La disperazione, la scelta. La chiusura di tutte le attività, dunque, fa piombare il ristoratore - che nel frattempo aveva onorato le scadenze, anche se si era ben presto reso conto che le somme restituite servivano a malapena a coprire gli interessi – in un nuovo baratro. Perché non potendo lavorare non può nemmeno incassare i soldi necessari a pagare le rate. Messo con le spalle al muro decide di giocare l’ultima carta rimasta: si rivolge, nell’estate del 2020, all’Associazione Sos antiracket antiusura, chiedendo aiuto. Racconta le sue vicissitudini e trova un valido alleato. L’Associazione, guidata dal presidente Tommaso Battaglini , lo affianca nella sua battaglia, convincendolo a denunciare e offrendogli assistenza legale.

La paura di denunciare. Per una storia che potrebbe avere il classico lieto fine, ce ne sono tante altre che restano sconosciute. In un solo anno, nel Salernitano, infatti, sono ben 4 le denunce per usura inoltrate tramite l’Associazione. Ma potrebbero essere molte di più, perché prima la pandemia e poi l’aumento indiscriminato dell’energia hanno messo in ginocchio l’economia e in difficoltà tanti imprenditori. «Con la crisi – evidenzia Battaglini – c’è un vero e proprio allarme usura. Perché molti imprenditori, trovandosi in difficoltà economica, non hanno nemmeno i requisiti per avere l’accesso al credito bancario». Per questo motivo tentano la via “alternativa” chiedendo prestiti a persone sena scrupoli. Non tutti, purtroppo, denunciano le angherie. «A noi si rivolgono – spiega Battaglini - anche soggetti che sono in forte stato d’indebitamento. E molto spesso non si aprono ad un eventuale denuncia, lì dove hanno ricevuto prestiti importanti. Lo fanno capire ed è ovvio che è una scelta persona che deve essere maturata e decisa anche in ambito familiare.
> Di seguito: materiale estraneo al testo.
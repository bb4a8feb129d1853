//! Change-set computation.
//!
//! A [`ChangeSet`] is the per-entity record of one flush: whether the row is
//! created, updated or deleted, which fields changed, which owning
//! many-to-many memberships changed, and the optimistic-lock predicate the
//! statement must carry. Change sets are rebuilt from scratch on every flush
//! by diffing entities against their snapshots.

use crate::entity::Entity;
use crate::snapshot::{ChangeKind, EntitySnapshot, FieldChange, diff_against};
use entmodel_core::{
    EntityErrorKind, EntityMetadata, Error, PrimaryKey, PropertyMetadata, PropertyType, Result,
    Value, VersionCheck,
};
use std::time::{SystemTime, UNIX_EPOCH};

/// What a change set does to its row.
#[derive(Debug, Clone, Copy, PartialEq, Eq, Hash)]
pub enum ChangeSetKind {
    Create,
    Update,
    Delete,
}

impl ChangeSetKind {
    pub const fn as_str(self) -> &'static str {
        match self {
            ChangeSetKind::Create => "create",
            ChangeSetKind::Update => "update",
            ChangeSetKind::Delete => "delete",
        }
    }
}

/// Membership delta of one owning many-to-many relation.
#[derive(Debug, Clone)]
pub struct CollectionChange {
    pub relation: String,
    pub added: Vec<Entity>,
    pub removed: Vec<Entity>,
}

/// Per-entity record of one flush.
#[derive(Debug, Clone)]
pub struct ChangeSet {
    pub entity: Entity,
    pub kind: ChangeSetKind,
    /// Field deltas in declaration order (properties first, then references)
    pub changes: Vec<FieldChange>,
    /// Owning many-to-many deltas, turned into pivot statements
    pub collection_changes: Vec<CollectionChange>,
    /// Predicate for updates and deletes of versioned entities
    pub version: Option<VersionCheck>,
    /// Key the row is addressed by (snapshot key for updates and deletes)
    pub key: Option<PrimaryKey>,
}

impl ChangeSet {
    /// Concrete entity type name.
    pub fn entity_type(&self) -> &str {
        self.entity.entity_type()
    }

    /// Delta for one property or relation.
    pub fn change(&self, property: &str) -> Option<&FieldChange> {
        self.changes.iter().find(|c| c.property == property)
    }

    /// Whether the change set carries field deltas.
    pub fn has_field_changes(&self) -> bool {
        !self.changes.is_empty()
    }

    pub fn is_create(&self) -> bool {
        self.kind == ChangeSetKind::Create
    }

    pub fn is_update(&self) -> bool {
        self.kind == ChangeSetKind::Update
    }

    pub fn is_delete(&self) -> bool {
        self.kind == ChangeSetKind::Delete
    }

    /// Entities this change set points at through owning references.
    pub(crate) fn referenced(&self) -> impl Iterator<Item = (&str, &Entity)> {
        self.changes.iter().filter_map(|c| match &c.kind {
            ChangeKind::Reference {
                target: Some(target),
            } => Some((c.property.as_str(), target)),
            _ => None,
        })
    }
}

/// Primary key as captured in a snapshot.
pub(crate) fn snapshot_key(meta: &EntityMetadata, snapshot: &EntitySnapshot) -> Option<PrimaryKey> {
    let values: Option<Vec<Value>> = meta
        .primary_key
        .iter()
        .map(|name| snapshot.value(name).filter(|v| !v.is_null()).cloned())
        .collect();
    values.map(PrimaryKey::new)
}

fn now_micros() -> i64 {
    SystemTime::now()
        .duration_since(UNIX_EPOCH)
        .map(|d| i64::try_from(d.as_micros()).unwrap_or(i64::MAX))
        .unwrap_or_default()
}

/// Version a row starts at when inserted without one.
pub(crate) fn initial_version(prop: &PropertyMetadata) -> Value {
    match prop.property_type {
        PropertyType::Timestamp => Value::Timestamp(now_micros()),
        PropertyType::Integer => Value::Int(1),
        _ => Value::BigInt(1),
    }
}

/// Next version after `current`: integers increment, timestamps move to now.
pub(crate) fn next_version(prop: &PropertyMetadata, current: &Value) -> Value {
    match current {
        Value::TinyInt(n) => Value::TinyInt(n.wrapping_add(1)),
        Value::SmallInt(n) => Value::SmallInt(n.wrapping_add(1)),
        Value::Int(n) => Value::Int(n.wrapping_add(1)),
        Value::BigInt(n) => Value::BigInt(n.wrapping_add(1)),
        // Strictly increasing even within one clock tick.
        Value::Timestamp(prev) => Value::Timestamp(now_micros().max(prev.saturating_add(1))),
        Value::TimestampTz(prev) => Value::TimestampTz(now_micros().max(prev.saturating_add(1))),
        _ => initial_version(prop),
    }
}

fn owning_collection_changes(entity: &Entity) -> Vec<CollectionChange> {
    entity
        .metadata()
        .relations
        .iter()
        .filter(|rel| rel.is_owning_many_to_many())
        .filter_map(|rel| {
            let collection = entity.collection_state(&rel.name)?;
            collection.is_dirty().then(|| CollectionChange {
                relation: rel.name.clone(),
                added: collection.added().to_vec(),
                removed: collection.removed().to_vec(),
            })
        })
        .collect()
}

/// Change set inserting a new entity.
///
/// Every set property and non-null owning reference is a delta. Unset
/// properties with a default are added, and an unset version property
/// starts at its initial value.
pub fn compute_create(entity: &Entity) -> ChangeSet {
    let meta = entity.metadata();
    let mut changes = diff_against(entity, None);
    // Properties appear in declaration order; defaults slot in behind the set ones.
    for prop in &meta.properties {
        if entity.is_set(&prop.name) {
            continue;
        }
        let implied = if prop.version {
            Some(initial_version(prop))
        } else {
            prop.default.clone()
        };
        if let Some(value) = implied {
            changes.push(FieldChange {
                property: prop.name.clone(),
                previous: None,
                current: value,
                kind: ChangeKind::Scalar,
            });
        }
    }
    tracing::trace!(entity = ?entity, fields = changes.len(), "Computed create");
    ChangeSet {
        entity: entity.clone(),
        kind: ChangeSetKind::Create,
        changes,
        collection_changes: owning_collection_changes(entity),
        version: None,
        key: entity.primary_key(),
    }
}

/// Change set updating a managed entity, or `None` when nothing changed.
///
/// Fails when a primary-key property differs from its snapshot.
#[allow(clippy::result_large_err)]
pub fn compute_update(entity: &Entity, snapshot: &EntitySnapshot) -> Result<Option<ChangeSet>> {
    let meta = entity.metadata();
    let mut changes = diff_against(entity, Some(snapshot));

    if let Some(pk) = changes
        .iter()
        .find(|c| meta.is_primary_key(&c.property) && c.previous.is_some())
    {
        return Err(Error::entity(
            EntityErrorKind::KeyChanged,
            &meta.name,
            format!("primary key {} of a managed entity cannot change", pk.property),
        ));
    }

    let version_prop = meta.version();
    if let Some(vp) = version_prop {
        // The session owns the version column.
        changes.retain(|c| c.property != vp.name);
    }
    let collection_changes = owning_collection_changes(entity);
    if changes.is_empty() && collection_changes.is_empty() {
        return Ok(None);
    }

    let mut version = None;
    if let Some(vp) = version_prop {
        // Membership-only changes bump too, so the check reaches the database.
        if let Some(expected) = snapshot.value(&vp.name).filter(|v| !v.is_null()) {
            changes.push(FieldChange {
                property: vp.name.clone(),
                previous: Some(expected.clone()),
                current: next_version(vp, expected),
                kind: ChangeKind::Scalar,
            });
            version = Some(VersionCheck {
                column: vp.column.clone(),
                expected: expected.clone(),
            });
        }
    }

    tracing::trace!(entity = ?entity, fields = changes.len(), "Computed update");
    Ok(Some(ChangeSet {
        entity: entity.clone(),
        kind: ChangeSetKind::Update,
        changes,
        collection_changes,
        version,
        key: snapshot_key(meta, snapshot).or_else(|| entity.primary_key()),
    }))
}

/// Change set deleting a managed entity.
pub fn compute_delete(entity: &Entity, snapshot: &EntitySnapshot) -> ChangeSet {
    let meta = entity.metadata();
    let version = meta.version().and_then(|vp| {
        snapshot
            .value(&vp.name)
            .filter(|v| !v.is_null())
            .map(|expected| VersionCheck {
                column: vp.column.clone(),
                expected: expected.clone(),
            })
    });
    ChangeSet {
        entity: entity.clone(),
        kind: ChangeSetKind::Delete,
        changes: Vec::new(),
        collection_changes: Vec::new(),
        version,
        key: snapshot_key(meta, snapshot).or_else(|| entity.primary_key()),
    }
}

/// Recompute a change set from the entity's current state.
///
/// Used after before-hooks ran, so the last mutation before the statement is
/// built wins. An update that a hook reverted yields `None`.
#[allow(clippy::result_large_err)]
pub(crate) fn recompute(
    change_set: &ChangeSet,
    snapshot: Option<&EntitySnapshot>,
) -> Result<Option<ChangeSet>> {
    match (change_set.kind, snapshot) {
        (ChangeSetKind::Create, _) => Ok(Some(compute_create(&change_set.entity))),
        (ChangeSetKind::Update, Some(snapshot)) => compute_update(&change_set.entity, snapshot),
        _ => Ok(Some(change_set.clone())),
    }
}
Perché molto spesso nascondo i loro problemi anche in famiglia. E solo quando si rendono conto che tutto è perduto, si decidono a denunciare».

L’appello dell’Associazione. Invece converrebbe intervenire prima. «Come Associazione – puntualizza Battaglini – consigliamo di rivolgersi a noi al più presto, non solo per mettere in moto la giustizia ma pure per attivare tutti i canali previsti per le vittime di usura ed estorsione, come l’accesso al fondo di solidarietà e la sospensione dei termini di esecuzione ». Trovare il coraggio non è mai semplice, in quanto ci si trova di fronte a combattere non solo con le proprie paure ma pure con la consapevolezza di ammettere il proprio fallimento, di fronte alla famiglia e agli amici. «Ci sono tanti – sottolinea Battaglini - che dapprima chiedono informazioni ma poi spariscono improvvisamente. In pratica non vogliono andare più avanti, perché non trovano il coraggio e preferiscono sprofondare anziché provare vergogna. La decisione non è facile, e solo chi è pienamente convinto, decide di andare fino in fondo».